- What you should do
Where in the records does the word "enum" occur? Copy each line in which it does.

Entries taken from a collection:
┌────────

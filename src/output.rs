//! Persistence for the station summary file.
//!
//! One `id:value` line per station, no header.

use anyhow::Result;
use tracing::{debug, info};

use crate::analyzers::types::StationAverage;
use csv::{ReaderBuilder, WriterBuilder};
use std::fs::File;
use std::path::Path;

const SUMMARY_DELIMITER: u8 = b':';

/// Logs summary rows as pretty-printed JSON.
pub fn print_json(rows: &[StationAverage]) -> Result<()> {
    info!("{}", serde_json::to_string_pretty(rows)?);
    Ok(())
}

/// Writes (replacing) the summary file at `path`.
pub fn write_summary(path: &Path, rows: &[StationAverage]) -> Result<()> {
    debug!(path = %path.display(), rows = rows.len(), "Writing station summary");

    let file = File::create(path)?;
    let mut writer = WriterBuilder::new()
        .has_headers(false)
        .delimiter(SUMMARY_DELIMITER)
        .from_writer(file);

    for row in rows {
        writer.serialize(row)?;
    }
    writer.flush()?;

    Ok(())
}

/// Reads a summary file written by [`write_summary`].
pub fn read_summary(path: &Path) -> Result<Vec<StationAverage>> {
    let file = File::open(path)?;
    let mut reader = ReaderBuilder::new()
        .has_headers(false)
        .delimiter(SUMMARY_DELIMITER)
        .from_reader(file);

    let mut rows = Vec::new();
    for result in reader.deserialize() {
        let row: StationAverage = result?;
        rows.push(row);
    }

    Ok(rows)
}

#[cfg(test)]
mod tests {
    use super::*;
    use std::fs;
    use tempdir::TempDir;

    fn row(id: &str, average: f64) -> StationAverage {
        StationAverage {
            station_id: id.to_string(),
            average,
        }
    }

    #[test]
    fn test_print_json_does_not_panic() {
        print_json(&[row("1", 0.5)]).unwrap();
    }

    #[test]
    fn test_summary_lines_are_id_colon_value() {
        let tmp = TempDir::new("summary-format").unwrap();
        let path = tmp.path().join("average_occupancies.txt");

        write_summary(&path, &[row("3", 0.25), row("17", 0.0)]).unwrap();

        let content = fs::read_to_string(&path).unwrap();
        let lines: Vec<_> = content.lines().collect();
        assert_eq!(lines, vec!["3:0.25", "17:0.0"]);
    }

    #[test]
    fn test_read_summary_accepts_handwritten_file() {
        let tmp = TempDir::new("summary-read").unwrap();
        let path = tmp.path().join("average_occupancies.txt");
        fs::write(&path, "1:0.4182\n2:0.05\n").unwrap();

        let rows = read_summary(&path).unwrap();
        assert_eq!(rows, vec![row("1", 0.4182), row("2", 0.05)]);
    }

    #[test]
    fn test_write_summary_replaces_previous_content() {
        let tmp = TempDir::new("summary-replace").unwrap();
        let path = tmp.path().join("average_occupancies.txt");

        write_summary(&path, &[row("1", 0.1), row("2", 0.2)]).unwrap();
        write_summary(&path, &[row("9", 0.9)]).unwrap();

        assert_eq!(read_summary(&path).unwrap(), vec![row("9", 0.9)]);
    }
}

└────────
┌────────

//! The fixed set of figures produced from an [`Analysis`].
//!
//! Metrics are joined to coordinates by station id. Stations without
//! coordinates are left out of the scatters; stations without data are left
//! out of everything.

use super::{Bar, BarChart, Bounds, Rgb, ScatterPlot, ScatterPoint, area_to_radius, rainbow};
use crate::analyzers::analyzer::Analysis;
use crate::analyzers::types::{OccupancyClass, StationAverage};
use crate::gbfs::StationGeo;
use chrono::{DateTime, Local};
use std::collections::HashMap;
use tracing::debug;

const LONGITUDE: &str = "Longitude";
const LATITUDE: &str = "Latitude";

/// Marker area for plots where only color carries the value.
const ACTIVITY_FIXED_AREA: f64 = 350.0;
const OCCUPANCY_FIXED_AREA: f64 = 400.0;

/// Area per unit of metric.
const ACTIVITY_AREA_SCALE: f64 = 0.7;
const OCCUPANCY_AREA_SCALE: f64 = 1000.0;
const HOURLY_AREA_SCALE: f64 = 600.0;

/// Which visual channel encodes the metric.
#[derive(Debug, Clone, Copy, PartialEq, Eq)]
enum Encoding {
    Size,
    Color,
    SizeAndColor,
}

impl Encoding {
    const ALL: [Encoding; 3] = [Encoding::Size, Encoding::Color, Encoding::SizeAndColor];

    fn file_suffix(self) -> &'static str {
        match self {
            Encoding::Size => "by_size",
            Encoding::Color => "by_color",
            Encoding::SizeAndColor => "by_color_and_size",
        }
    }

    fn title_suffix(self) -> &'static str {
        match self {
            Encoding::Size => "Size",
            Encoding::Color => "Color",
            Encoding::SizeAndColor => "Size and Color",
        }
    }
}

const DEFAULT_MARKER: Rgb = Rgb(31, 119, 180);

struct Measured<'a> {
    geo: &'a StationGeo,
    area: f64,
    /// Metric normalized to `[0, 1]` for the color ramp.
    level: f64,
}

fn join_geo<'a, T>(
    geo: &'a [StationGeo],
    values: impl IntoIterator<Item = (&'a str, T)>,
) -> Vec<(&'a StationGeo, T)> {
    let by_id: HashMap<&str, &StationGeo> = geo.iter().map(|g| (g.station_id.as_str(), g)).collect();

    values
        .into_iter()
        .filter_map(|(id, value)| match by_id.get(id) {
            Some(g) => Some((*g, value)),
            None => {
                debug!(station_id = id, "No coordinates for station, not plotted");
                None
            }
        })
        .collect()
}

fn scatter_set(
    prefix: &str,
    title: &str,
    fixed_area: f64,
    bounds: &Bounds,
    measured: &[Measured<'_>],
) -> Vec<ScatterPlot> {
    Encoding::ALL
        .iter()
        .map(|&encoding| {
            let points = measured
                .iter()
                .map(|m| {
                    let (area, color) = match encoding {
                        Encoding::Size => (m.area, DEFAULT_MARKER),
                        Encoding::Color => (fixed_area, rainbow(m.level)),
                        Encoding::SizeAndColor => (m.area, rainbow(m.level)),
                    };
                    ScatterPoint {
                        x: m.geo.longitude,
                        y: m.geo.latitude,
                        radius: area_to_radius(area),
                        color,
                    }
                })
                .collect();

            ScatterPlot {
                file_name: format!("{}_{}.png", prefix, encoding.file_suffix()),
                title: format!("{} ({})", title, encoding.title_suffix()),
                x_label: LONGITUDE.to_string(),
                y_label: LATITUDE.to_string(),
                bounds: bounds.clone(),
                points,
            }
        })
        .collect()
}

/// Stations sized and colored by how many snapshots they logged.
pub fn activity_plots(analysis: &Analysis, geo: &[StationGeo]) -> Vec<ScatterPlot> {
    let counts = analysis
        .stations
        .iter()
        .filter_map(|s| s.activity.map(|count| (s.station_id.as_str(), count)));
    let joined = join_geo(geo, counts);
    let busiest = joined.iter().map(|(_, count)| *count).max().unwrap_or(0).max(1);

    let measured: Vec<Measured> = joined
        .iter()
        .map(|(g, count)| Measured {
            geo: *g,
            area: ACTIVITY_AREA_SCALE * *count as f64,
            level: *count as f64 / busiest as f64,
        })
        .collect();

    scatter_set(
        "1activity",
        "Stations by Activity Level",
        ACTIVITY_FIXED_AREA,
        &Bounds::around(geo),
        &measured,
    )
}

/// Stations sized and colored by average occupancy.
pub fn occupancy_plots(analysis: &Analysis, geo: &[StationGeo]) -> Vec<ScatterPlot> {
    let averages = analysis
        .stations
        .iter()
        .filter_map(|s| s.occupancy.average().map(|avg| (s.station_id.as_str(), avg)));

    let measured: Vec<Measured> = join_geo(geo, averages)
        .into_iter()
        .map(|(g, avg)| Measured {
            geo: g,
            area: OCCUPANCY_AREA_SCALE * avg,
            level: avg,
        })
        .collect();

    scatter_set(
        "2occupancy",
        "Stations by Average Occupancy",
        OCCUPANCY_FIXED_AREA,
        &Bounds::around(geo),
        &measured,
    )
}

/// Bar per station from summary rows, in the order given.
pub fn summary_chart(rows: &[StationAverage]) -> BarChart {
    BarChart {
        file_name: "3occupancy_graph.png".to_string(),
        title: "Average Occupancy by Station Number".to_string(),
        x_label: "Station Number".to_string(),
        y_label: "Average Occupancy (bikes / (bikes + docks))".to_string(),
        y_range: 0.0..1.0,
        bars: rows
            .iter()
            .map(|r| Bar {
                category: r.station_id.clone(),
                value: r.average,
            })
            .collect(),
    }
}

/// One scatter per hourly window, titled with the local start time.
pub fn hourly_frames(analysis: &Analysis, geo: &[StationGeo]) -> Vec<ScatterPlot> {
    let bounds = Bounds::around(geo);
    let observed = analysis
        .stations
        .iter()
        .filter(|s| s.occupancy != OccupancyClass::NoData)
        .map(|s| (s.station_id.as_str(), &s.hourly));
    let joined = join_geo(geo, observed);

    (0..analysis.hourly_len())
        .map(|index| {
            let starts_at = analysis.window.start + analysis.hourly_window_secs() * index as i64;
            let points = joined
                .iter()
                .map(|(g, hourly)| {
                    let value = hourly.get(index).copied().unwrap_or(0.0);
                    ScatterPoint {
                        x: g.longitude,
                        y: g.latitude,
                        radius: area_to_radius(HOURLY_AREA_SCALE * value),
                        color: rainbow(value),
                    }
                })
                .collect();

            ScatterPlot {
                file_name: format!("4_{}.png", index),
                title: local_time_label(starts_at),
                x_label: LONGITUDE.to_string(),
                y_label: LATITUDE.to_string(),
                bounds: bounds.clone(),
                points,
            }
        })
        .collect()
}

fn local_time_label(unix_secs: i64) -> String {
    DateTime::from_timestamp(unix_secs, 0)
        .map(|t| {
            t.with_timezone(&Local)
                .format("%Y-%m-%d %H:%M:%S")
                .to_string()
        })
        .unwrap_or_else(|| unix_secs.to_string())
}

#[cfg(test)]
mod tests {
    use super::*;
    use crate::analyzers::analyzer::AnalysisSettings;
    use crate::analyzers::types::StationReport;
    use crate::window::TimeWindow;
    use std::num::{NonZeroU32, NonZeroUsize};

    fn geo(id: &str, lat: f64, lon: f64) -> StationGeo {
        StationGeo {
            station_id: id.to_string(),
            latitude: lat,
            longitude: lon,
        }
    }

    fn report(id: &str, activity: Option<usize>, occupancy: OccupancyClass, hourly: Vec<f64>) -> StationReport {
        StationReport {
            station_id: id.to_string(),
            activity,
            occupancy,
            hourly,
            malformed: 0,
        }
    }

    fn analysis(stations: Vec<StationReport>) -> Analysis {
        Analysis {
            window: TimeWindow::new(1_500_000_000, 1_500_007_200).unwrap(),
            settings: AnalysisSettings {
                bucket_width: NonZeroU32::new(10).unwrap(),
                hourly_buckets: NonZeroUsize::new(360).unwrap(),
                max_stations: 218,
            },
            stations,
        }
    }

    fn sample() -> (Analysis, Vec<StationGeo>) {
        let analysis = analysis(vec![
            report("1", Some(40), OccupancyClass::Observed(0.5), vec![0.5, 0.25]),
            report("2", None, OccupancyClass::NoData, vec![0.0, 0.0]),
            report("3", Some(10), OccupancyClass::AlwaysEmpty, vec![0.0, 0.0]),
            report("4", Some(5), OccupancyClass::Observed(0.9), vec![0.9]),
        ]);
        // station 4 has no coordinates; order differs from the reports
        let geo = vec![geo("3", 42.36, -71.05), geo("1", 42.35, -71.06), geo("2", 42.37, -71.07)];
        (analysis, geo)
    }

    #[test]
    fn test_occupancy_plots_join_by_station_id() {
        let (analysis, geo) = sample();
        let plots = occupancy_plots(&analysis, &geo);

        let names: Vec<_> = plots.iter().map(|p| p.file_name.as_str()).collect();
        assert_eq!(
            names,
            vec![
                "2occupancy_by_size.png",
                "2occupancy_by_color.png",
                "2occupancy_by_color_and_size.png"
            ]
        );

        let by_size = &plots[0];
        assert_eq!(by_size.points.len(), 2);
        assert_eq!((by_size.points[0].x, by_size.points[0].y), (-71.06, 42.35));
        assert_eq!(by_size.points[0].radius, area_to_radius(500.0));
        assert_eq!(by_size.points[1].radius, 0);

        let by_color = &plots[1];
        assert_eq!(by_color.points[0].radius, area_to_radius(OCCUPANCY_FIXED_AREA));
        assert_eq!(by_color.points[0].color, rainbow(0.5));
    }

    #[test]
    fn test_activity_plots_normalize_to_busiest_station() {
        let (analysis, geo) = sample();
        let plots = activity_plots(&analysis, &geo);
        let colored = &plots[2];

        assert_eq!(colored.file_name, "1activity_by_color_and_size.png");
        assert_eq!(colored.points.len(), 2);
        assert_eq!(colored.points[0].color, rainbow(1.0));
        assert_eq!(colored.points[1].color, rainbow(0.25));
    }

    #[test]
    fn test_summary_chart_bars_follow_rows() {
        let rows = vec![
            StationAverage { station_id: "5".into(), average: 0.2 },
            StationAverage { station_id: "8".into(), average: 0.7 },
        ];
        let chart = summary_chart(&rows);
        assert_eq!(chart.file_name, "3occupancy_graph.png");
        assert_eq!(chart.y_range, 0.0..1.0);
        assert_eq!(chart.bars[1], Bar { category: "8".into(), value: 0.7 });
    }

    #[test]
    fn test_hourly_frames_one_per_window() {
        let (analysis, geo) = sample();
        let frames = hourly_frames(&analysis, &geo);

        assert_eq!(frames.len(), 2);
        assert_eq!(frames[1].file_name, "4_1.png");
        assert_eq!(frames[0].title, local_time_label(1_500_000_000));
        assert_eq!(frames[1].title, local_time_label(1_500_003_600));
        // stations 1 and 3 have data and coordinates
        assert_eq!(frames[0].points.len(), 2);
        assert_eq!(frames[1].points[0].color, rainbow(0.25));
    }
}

└────────
┌────────

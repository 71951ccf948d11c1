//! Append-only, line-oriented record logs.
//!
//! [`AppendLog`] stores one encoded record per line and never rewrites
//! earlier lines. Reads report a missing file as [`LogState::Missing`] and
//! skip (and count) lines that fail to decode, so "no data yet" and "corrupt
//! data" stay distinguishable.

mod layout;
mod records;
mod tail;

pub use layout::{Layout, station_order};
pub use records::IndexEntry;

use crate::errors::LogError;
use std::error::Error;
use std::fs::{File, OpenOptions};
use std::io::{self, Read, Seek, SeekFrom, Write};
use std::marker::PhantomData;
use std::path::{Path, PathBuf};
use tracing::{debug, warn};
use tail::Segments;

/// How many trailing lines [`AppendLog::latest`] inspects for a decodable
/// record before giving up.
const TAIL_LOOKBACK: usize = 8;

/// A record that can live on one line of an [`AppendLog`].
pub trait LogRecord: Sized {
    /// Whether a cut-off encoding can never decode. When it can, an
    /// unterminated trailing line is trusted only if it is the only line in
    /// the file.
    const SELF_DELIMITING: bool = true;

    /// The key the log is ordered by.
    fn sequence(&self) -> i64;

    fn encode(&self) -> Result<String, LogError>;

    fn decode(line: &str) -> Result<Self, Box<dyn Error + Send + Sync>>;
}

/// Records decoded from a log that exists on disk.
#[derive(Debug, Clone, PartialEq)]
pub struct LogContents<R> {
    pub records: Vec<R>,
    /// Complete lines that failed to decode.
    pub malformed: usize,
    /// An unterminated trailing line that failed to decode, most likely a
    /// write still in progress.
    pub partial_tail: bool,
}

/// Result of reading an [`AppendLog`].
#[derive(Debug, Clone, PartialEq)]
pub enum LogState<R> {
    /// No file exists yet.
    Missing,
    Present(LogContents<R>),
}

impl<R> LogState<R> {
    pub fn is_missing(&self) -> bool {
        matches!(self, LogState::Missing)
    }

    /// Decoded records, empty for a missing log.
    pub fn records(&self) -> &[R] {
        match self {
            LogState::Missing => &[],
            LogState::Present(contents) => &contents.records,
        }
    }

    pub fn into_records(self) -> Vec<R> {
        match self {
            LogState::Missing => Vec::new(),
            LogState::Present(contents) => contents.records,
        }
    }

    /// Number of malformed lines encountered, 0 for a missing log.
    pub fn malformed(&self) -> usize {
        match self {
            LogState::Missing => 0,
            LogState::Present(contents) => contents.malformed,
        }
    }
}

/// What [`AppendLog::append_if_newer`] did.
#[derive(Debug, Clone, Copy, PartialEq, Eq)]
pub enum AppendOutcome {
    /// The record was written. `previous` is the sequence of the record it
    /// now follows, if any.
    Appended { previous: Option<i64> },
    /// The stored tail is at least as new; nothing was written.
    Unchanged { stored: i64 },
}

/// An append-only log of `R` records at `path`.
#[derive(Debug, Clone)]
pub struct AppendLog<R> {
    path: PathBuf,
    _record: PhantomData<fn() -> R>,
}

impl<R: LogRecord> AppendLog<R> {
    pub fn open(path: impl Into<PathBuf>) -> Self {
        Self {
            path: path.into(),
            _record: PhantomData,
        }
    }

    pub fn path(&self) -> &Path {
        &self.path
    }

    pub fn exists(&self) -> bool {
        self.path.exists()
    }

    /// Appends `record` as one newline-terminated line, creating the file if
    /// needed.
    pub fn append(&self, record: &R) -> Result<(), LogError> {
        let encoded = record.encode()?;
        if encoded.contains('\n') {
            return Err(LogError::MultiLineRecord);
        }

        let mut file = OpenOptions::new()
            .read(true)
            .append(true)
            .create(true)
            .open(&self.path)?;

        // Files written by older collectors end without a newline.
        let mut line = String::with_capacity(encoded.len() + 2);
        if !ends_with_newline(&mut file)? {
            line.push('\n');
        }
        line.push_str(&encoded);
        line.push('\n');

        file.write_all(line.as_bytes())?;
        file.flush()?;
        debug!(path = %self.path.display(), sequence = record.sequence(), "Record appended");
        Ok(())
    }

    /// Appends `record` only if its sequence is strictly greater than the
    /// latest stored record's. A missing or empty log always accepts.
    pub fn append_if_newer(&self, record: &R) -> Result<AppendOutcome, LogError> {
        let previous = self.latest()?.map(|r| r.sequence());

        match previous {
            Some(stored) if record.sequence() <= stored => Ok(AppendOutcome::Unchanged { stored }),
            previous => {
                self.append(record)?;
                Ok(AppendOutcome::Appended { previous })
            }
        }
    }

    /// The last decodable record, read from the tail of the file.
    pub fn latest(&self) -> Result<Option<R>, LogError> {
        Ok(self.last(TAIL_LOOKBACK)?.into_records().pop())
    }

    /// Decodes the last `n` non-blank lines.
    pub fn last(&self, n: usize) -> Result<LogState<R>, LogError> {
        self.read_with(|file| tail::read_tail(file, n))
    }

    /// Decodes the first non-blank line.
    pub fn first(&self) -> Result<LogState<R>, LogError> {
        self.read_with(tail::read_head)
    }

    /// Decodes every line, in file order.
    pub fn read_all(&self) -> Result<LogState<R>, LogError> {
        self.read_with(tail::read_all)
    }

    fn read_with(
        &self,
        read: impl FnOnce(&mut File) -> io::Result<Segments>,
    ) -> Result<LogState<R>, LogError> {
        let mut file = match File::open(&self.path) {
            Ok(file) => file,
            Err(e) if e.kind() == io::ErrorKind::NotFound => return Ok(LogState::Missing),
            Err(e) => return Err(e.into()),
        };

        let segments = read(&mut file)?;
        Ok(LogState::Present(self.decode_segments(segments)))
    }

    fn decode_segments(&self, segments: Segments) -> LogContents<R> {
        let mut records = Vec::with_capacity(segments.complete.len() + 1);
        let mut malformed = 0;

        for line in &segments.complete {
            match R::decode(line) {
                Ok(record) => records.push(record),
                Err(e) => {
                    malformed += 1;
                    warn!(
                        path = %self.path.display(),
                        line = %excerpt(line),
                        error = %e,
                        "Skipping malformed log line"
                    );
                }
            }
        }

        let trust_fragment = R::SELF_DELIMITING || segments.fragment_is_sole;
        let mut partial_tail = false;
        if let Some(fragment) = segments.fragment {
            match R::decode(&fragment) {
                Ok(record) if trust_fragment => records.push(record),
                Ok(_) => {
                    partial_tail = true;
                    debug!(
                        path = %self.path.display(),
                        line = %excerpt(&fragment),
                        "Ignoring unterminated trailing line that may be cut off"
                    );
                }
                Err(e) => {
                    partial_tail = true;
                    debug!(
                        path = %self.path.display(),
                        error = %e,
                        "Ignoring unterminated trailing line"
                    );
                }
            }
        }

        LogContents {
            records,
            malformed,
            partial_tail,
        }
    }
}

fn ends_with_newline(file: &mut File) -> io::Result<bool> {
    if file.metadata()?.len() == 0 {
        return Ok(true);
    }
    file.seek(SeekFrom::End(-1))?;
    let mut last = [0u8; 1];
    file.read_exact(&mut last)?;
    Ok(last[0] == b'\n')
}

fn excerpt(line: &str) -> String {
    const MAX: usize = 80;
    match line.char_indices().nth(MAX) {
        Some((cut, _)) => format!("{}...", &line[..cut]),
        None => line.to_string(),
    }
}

└────────

- Response to the task
enum Encoding {
pub enum LogState<R> {
pub enum AppendOutcome {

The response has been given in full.